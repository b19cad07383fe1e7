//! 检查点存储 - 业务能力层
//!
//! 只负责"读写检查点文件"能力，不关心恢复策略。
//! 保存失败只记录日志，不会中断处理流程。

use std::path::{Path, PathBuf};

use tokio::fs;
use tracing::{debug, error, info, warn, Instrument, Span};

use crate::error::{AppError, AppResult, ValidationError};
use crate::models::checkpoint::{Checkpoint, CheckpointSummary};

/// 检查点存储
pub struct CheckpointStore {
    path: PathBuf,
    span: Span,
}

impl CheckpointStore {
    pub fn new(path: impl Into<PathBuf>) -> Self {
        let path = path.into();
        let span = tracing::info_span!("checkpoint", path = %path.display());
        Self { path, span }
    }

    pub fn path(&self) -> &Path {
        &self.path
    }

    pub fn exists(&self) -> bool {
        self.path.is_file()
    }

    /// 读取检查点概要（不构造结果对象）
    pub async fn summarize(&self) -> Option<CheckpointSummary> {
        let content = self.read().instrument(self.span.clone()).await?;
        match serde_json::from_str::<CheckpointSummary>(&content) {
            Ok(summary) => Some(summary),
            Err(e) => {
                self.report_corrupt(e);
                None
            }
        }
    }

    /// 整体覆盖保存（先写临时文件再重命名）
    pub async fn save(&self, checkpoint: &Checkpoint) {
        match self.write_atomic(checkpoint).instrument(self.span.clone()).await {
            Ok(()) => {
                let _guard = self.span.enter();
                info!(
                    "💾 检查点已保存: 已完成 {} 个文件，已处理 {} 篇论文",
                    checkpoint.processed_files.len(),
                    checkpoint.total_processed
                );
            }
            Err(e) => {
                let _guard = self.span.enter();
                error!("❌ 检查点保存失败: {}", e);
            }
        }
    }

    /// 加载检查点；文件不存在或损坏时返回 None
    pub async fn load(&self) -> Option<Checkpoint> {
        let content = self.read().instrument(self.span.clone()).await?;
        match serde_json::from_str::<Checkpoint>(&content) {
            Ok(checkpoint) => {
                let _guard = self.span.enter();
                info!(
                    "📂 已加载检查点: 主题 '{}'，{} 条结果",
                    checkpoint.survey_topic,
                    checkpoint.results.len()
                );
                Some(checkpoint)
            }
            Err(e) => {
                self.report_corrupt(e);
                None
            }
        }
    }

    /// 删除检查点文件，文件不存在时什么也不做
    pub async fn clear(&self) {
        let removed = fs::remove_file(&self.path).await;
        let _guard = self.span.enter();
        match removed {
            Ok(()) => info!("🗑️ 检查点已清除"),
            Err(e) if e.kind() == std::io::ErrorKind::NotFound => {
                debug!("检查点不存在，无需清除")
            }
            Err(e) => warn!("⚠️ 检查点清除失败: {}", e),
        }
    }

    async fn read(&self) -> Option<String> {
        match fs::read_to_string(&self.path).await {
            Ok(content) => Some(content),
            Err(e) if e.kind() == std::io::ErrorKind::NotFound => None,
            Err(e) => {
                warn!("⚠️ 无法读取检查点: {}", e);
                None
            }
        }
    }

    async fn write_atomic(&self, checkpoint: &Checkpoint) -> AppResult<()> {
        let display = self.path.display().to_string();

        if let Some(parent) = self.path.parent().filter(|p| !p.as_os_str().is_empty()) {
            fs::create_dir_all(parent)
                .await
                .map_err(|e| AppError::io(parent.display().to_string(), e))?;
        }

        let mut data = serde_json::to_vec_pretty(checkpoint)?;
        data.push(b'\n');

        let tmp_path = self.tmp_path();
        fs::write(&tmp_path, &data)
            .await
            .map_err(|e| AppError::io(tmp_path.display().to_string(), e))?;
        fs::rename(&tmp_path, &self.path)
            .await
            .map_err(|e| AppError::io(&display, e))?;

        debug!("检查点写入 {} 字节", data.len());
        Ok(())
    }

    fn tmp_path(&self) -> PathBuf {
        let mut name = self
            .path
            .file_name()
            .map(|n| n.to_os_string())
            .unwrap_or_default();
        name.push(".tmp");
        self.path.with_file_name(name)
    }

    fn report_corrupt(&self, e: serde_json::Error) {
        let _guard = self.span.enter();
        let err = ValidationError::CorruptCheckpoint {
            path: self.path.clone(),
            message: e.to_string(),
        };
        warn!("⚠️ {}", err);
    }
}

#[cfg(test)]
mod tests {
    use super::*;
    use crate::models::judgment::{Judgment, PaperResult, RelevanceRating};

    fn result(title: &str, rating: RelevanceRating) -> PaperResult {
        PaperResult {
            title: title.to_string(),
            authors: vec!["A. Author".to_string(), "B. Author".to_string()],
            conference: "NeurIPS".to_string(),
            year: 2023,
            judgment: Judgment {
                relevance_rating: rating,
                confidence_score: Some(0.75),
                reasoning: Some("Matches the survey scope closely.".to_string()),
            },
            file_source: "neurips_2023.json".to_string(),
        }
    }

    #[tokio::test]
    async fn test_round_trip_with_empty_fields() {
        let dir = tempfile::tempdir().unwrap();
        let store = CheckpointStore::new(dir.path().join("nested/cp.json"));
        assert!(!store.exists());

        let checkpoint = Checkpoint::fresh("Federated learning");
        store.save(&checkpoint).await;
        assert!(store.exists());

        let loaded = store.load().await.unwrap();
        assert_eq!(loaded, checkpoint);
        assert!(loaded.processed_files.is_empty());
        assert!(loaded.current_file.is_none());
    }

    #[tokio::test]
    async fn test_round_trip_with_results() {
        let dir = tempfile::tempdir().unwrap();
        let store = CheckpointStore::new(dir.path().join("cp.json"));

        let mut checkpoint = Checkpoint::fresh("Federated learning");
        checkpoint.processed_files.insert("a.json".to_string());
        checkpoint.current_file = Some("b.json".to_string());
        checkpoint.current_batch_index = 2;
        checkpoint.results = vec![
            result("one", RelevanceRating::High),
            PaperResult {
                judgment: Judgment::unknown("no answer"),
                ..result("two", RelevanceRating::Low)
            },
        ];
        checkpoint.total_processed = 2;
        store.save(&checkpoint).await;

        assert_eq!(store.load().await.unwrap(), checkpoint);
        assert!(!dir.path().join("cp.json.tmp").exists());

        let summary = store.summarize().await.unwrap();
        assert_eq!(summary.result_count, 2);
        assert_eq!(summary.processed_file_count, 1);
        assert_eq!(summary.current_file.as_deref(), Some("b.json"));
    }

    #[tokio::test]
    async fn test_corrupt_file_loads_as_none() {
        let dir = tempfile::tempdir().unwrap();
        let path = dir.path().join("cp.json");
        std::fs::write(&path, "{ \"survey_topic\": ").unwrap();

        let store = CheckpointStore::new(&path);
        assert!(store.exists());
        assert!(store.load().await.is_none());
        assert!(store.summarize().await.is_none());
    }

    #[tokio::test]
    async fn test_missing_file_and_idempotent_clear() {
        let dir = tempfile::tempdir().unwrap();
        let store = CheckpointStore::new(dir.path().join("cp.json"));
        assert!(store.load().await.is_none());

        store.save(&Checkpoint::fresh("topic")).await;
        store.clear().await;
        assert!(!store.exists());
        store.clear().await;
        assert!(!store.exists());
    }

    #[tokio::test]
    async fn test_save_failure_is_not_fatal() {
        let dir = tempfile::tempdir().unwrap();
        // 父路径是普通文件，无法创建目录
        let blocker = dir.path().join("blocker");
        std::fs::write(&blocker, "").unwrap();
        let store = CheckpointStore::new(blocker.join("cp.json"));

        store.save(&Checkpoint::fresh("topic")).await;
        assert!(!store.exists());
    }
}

____________________

_EXERCISE GOAL_
Exactly as they appear above, transcribe the records in full.

_ANSWER FOR THIS EXERCISE_
repository b19cad07383fe1e7
//! 检查点存储 - 业务能力层
//!
//! 只负责"读写检查点文件"能力，不关心恢复策略。
//! 保存失败只记录日志，不会中断处理流程。

use std::path::{Path, PathBuf};

use tokio::fs;
use tracing::{debug, error, info, warn, Instrument, Span};

use crate::error::{AppError, AppResult, ValidationError};
use crate::models::checkpoint::{Checkpoint, CheckpointSummary};

/// 检查点存储
pub struct CheckpointStore {
    path: PathBuf,
    span: Span,
}

impl CheckpointStore {
    pub fn new(path: impl Into<PathBuf>) -> Self {
        let path = path.into();
        let span = tracing::info_span!("checkpoint", path = %path.display());
        Self { path, span }
    }

    pub fn path(&self) -> &Path {
        &self.path
    }

    pub fn exists(&self) -> bool {
        self.path.is_file()
    }

    /// 读取检查点概要（不构造结果对象）
    pub async fn summarize(&self) -> Option<CheckpointSummary> {
        let content = self.read().instrument(self.span.clone()).await?;
        match serde_json::from_str::<CheckpointSummary>(&content) {
            Ok(summary) => Some(summary),
            Err(e) => {
                self.report_corrupt(e);
                None
            }
        }
    }

    /// 整体覆盖保存（先写临时文件再重命名）
    pub async fn save(&self, checkpoint: &Checkpoint) {
        match self.write_atomic(checkpoint).instrument(self.span.clone()).await {
            Ok(()) => {
                let _guard = self.span.enter();
                info!(
                    "💾 检查点已保存: 已完成 {} 个文件，已处理 {} 篇论文",
                    checkpoint.processed_files.len(),
                    checkpoint.total_processed
                );
            }
            Err(e) => {
                let _guard = self.span.enter();
                error!("❌ 检查点保存失败: {}", e);
            }
        }
    }

    /// 加载检查点；文件不存在或损坏时返回 None
    pub async fn load(&self) -> Option<Checkpoint> {
        let content = self.read().instrument(self.span.clone()).await?;
        match serde_json::from_str::<Checkpoint>(&content) {
            Ok(checkpoint) => {
                let _guard = self.span.enter();
                info!(
                    "📂 已加载检查点: 主题 '{}'，{} 条结果",
                    checkpoint.survey_topic,
                    checkpoint.results.len()
                );
                Some(checkpoint)
            }
            Err(e) => {
                self.report_corrupt(e);
                None
            }
        }
    }

    /// 删除检查点文件，文件不存在时什么也不做
    pub async fn clear(&self) {
        let removed = fs::remove_file(&self.path).await;
        let _guard = self.span.enter();
        match removed {
            Ok(()) => info!("🗑️ 检查点已清除"),
            Err(e) if e.kind() == std::io::ErrorKind::NotFound => {
                debug!("检查点不存在，无需清除")
            }
            Err(e) => warn!("⚠️ 检查点清除失败: {}", e),
        }
    }

    async fn read(&self) -> Option<String> {
        match fs::read_to_string(&self.path).await {
            Ok(content) => Some(content),
            Err(e) if e.kind() == std::io::ErrorKind::NotFound => None,
            Err(e) => {
                warn!("⚠️ 无法读取检查点: {}", e);
                None
            }
        }
    }

    async fn write_atomic(&self, checkpoint: &Checkpoint) -> AppResult<()> {
        let display = self.path.display().to_string();

        if let Some(parent) = self.path.parent().filter(|p| !p.as_os_str().is_empty()) {
            fs::create_dir_all(parent)
                .await
                .map_err(|e| AppError::io(parent.display().to_string(), e))?;
        }

        let mut data = serde_json::to_vec_pretty(checkpoint)?;
        data.push(b'\n');

        let tmp_path = self.tmp_path();
        fs::write(&tmp_path, &data)
            .await
            .map_err(|e| AppError::io(tmp_path.display().to_string(), e))?;
        fs::rename(&tmp_path, &self.path)
            .await
            .map_err(|e| AppError::io(&display, e))?;

        debug!("检查点写入 {} 字节", data.len());
        Ok(())
    }

    fn tmp_path(&self) -> PathBuf {
        let mut name = self
            .path
            .file_name()
            .map(|n| n.to_os_string())
            .unwrap_or_default();
        name.push(".tmp");
        self.path.with_file_name(name)
    }

    fn report_corrupt(&self, e: serde_json::Error) {
        let _guard = self.span.enter();
        let err = ValidationError::CorruptCheckpoint {
            path: self.path.clone(),
            message: e.to_string(),
        };
        warn!("⚠️ {}", err);
    }
}

#[cfg(test)]
mod tests {
    use super::*;
    use crate::models::judgment::{Judgment, PaperResult, RelevanceRating};

    fn result(title: &str, rating: RelevanceRating) -> PaperResult {
        PaperResult {
            title: title.to_string(),
            authors: vec!["A. Author".to_string(), "B. Author".to_string()],
            conference: "NeurIPS".to_string(),
            year: 2023,
            judgment: Judgment {
                relevance_rating: rating,
                confidence_score: Some(0.75),
                reasoning: Some("Matches the survey scope closely.".to_string()),
            },
            file_source: "neurips_2023.json".to_string(),
        }
    }

    #[tokio::test]
    async fn test_round_trip_with_empty_fields() {
        let dir = tempfile::tempdir().unwrap();
        let store = CheckpointStore::new(dir.path().join("nested/cp.json"));
        assert!(!store.exists());

        let checkpoint = Checkpoint::fresh("Federated learning");
        store.save(&checkpoint).await;
        assert!(store.exists());

        let loaded = store.load().await.unwrap();
        assert_eq!(loaded, checkpoint);
        assert!(loaded.processed_files.is_empty());
        assert!(loaded.current_file.is_none());
    }

    #[tokio::test]
    async fn test_round_trip_with_results() {
        let dir = tempfile::tempdir().unwrap();
        let store = CheckpointStore::new(dir.path().join("cp.json"));

        let mut checkpoint = Checkpoint::fresh("Federated learning");
        checkpoint.processed_files.insert("a.json".to_string());
        checkpoint.current_file = Some("b.json".to_string());
        checkpoint.current_batch_index = 2;
        checkpoint.results = vec![
            result("one", RelevanceRating::High),
            PaperResult {
                judgment: Judgment::unknown("no answer"),
                ..result("two", RelevanceRating::Low)
            },
        ];
        checkpoint.total_processed = 2;
        store.save(&checkpoint).await;

        assert_eq!(store.load().await.unwrap(), checkpoint);
        assert!(!dir.path().join("cp.json.tmp").exists());

        let summary = store.summarize().await.unwrap();
        assert_eq!(summary.result_count, 2);
        assert_eq!(summary.processed_file_count, 1);
        assert_eq!(summary.current_file.as_deref(), Some("b.json"));
    }

    #[tokio::test]
    async fn test_corrupt_file_loads_as_none() {
        let dir = tempfile::tempdir().unwrap();
        let path = dir.path().join("cp.json");
        std::fs::write(&path, "{ \"survey_topic\": ").unwrap();

        let store = CheckpointStore::new(&path);
        assert!(store.exists());
        assert!(store.load().await.is_none());
        assert!(store.summarize().await.is_none());
    }

    #[tokio::test]
    async fn test_missing_file_and_idempotent_clear() {
        let dir = tempfile::tempdir().unwrap();
        let store = CheckpointStore::new(dir.path().join("cp.json"));
        assert!(store.load().await.is_none());

        store.save(&Checkpoint::fresh("topic")).await;
        store.clear().await;
        assert!(!store.exists());
        store.clear().await;
        assert!(!store.exists());
    }

    #[tokio::test]
    async fn test_save_failure_is_not_fatal() {
        let dir = tempfile::tempdir().unwrap();
        // 父路径是普通文件，无法创建目录
        let blocker = dir.path().join("blocker");
        std::fs::write(&blocker, "").unwrap();
        let store = CheckpointStore::new(blocker.join("cp.json"));

        store.save(&Checkpoint::fresh("topic")).await;
        assert!(!store.exists());
    }
}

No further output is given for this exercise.